Begin treatment plan for plantar fasciitis.Grade: A-. I finally made my way to a see a doctor and was fortunate to be able to make appointments rather quickly. There were no surprises: I have plantar fasciitis in both feet, with my left worse than my right. I was given a night splint to wear at night, I bought Orange Superfeet for my shoes, and I was given a bunch of stretches to do. Unfortunately, I’m not noticing any improvements yet…
Balance Hello Fresh meals with the summer farm share.Grade: A-. The summer farm share kicked off last month and it’s been great! The bread share has been a big hit in our house and we haven’t been completely overwhelmed by all the veggies – at least not yet! I cut back a bit on ordering Hello Fresh so we’ve been able to balance our meals pretty well. I’m very proud of the egg casserole I was able to make with loads of ingredients from the farm share – I posted it on Instagram!

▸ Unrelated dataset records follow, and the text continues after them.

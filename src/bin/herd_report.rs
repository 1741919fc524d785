// ==========================================
// 牲畜称重管理系统 - 全群分析报告 (开发工具)
// ==========================================
// 用法: herd_report <db_path> <tenant_id>
// 输出: JSON 报告 (stdout); 日志写 stderr
// ==========================================

use anyhow::{anyhow, Context, Result};
use livestock_weigh::config::ConfigManager;
use livestock_weigh::db::{ensure_schema, open_sqlite_connection, read_schema_version};
use livestock_weigh::domain::{AnimalGrowth, FeedPerformanceMetric, HealthSummary, ReadyToSellResult};
use livestock_weigh::repository::{AnimalRepository, WeighingRepository};
use livestock_weigh::use_cases::impls::{
    FeedComparisonUseCaseImpl, GrowthReportUseCaseImpl, HealthAlertUseCaseImpl,
    ReadyToSellUseCaseImpl,
};
use livestock_weigh::use_cases::{
    FeedComparisonUseCase, GrowthReportUseCase, HealthAlertUseCase, ReadyToSellUseCase,
};
use livestock_weigh::{logging, perf};
use serde::Serialize;
use std::sync::{Arc, Mutex};

#[derive(Debug, Serialize)]
struct HerdReport {
    tenant_id: String,
    generated_at: String,
    growth: Vec<AnimalGrowth>,
    health: Vec<HealthSummary>,
    feed_comparison: Vec<FeedPerformanceMetric>,
    ready_to_sell: Vec<ReadyToSellResult>,
    approaching: Vec<ReadyToSellResult>,
}

fn main() -> Result<()> {
    logging::init();

    let mut args = std::env::args().skip(1);
    let (db_path, tenant_id) = match (args.next(), args.next()) {
        (Some(db_path), Some(tenant_id)) => (db_path, tenant_id),
        _ => {
            eprintln!("用法: herd_report <db_path> <tenant_id>");
            std::process::exit(2);
        }
    };

    let mut conn = open_sqlite_connection(&db_path)
        .with_context(|| format!("打开数据库失败: {}", db_path))?;
    ensure_schema(&conn).context("初始化表结构失败")?;
    perf::install_sqlite_tracing(&mut conn);
    let schema_version = read_schema_version(&conn)?;
    tracing::info!(db_path = %db_path, schema_version = ?schema_version, "数据库已就绪");

    let conn = Arc::new(Mutex::new(conn));
    let config = ConfigManager::from_connection(conn.clone())
        .and_then(|m| m.load_analytics_config(&tenant_id))
        .map_err(|e| anyhow!("加载分析参数失败: {}", e))?;

    let weighings = Arc::new(
        WeighingRepository::from_connection(conn.clone()).with_feed_keys(config.feed_keys.clone()),
    );
    let animals = Arc::new(AnimalRepository::from_connection(conn));

    let growth = GrowthReportUseCaseImpl::new(weighings.clone(), animals.clone());
    let health = HealthAlertUseCaseImpl::new(
        weighings.clone(),
        animals.clone(),
        config.health,
        config.escalation_consecutive_losses,
    )?;
    let feed = FeedComparisonUseCaseImpl::new(weighings.clone(), config.feed_keys.clone());
    let sale = ReadyToSellUseCaseImpl::new(
        weighings,
        animals,
        config.ready_threshold_pct,
        config.approaching_threshold_pct,
    )?;

    let report = HerdReport {
        tenant_id: tenant_id.clone(),
        generated_at: chrono::Utc::now().to_rfc3339(),
        growth: growth.get_herd_growth(&tenant_id, None)?.items,
        health: health.get_herd_health(&tenant_id, None)?.items,
        feed_comparison: feed.compare_all_feeds(&tenant_id, None)?.items,
        ready_to_sell: sale.get_ready_animals(&tenant_id)?.items,
        approaching: sale.get_approaching_animals(&tenant_id)?.items,
    };

    println!("{}", serde_json::to_string_pretty(&report)?);
    Ok(())
}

Focus on treatment of plantar fasciitis. All I can do is focus on my recovery right now. I need to be more aggressive with stretching and icing – twice a day! I need to knock this thing out. I don’t feel like I’ve been disciplined enough (which is why I really hoped they would make me see a PT), but I also need to be as patient as possible. Wish me luck, please!
Do indoor cycling at the gym 2x a week. Since cycling is pretty much the only cardio I can do right now, I want to commit to it. We have several bikes in our gym at my office, so I’m going to start going for a couple of nights a week during lunch or after work.
Practice mindful eating. I’m very concerned about gaining weight while I’m not running as often, and I know that I can get a little carried away when it comes to snacking. I’m going take care to watch what I eat, especially since I’m going on vacation at the end of the month! Bikini season, you know? LOL!
How did you do in the month of June? What are your running goals for July?